Items listed in a dataset
BEGIN

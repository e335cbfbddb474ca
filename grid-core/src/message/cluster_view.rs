use bincode::{Decode, Encode};

use crate::address::Address;

#[derive(Debug, Clone, Eq, PartialEq, Encode, Decode)]
pub struct MemberInfo {
    pub uuid: u128,
    pub address: Address,
}

/// Pushed by members after authentication and on every topology change.
/// `partitions[i]` is the uuid of the owner of partition `i`; empty means the
/// table is not known yet.
#[derive(Debug, Clone, Eq, PartialEq, Encode, Decode)]
pub struct ClusterViewEvent {
    pub version: u64,
    pub members: Vec<MemberInfo>,
    pub partitions: Vec<u128>,
}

END

Write out the records shown above, exactly as they appear.

repository e335cbfbddb474ca
filename grid-core/src/message/cluster_view.rs
use bincode::{Decode, Encode};

use crate::address::Address;

#[derive(Debug, Clone, Eq, PartialEq, Encode, Decode)]
pub struct MemberInfo {
    pub uuid: u128,
    pub address: Address,
}

/// Pushed by members after authentication and on every topology change.
/// `partitions[i]` is the uuid of the owner of partition `i`; empty means the
/// table is not known yet.
#[derive(Debug, Clone, Eq, PartialEq, Encode, Decode)]
pub struct ClusterViewEvent {
    pub version: u64,
    pub members: Vec<MemberInfo>,
    pub partitions: Vec<u128>,
}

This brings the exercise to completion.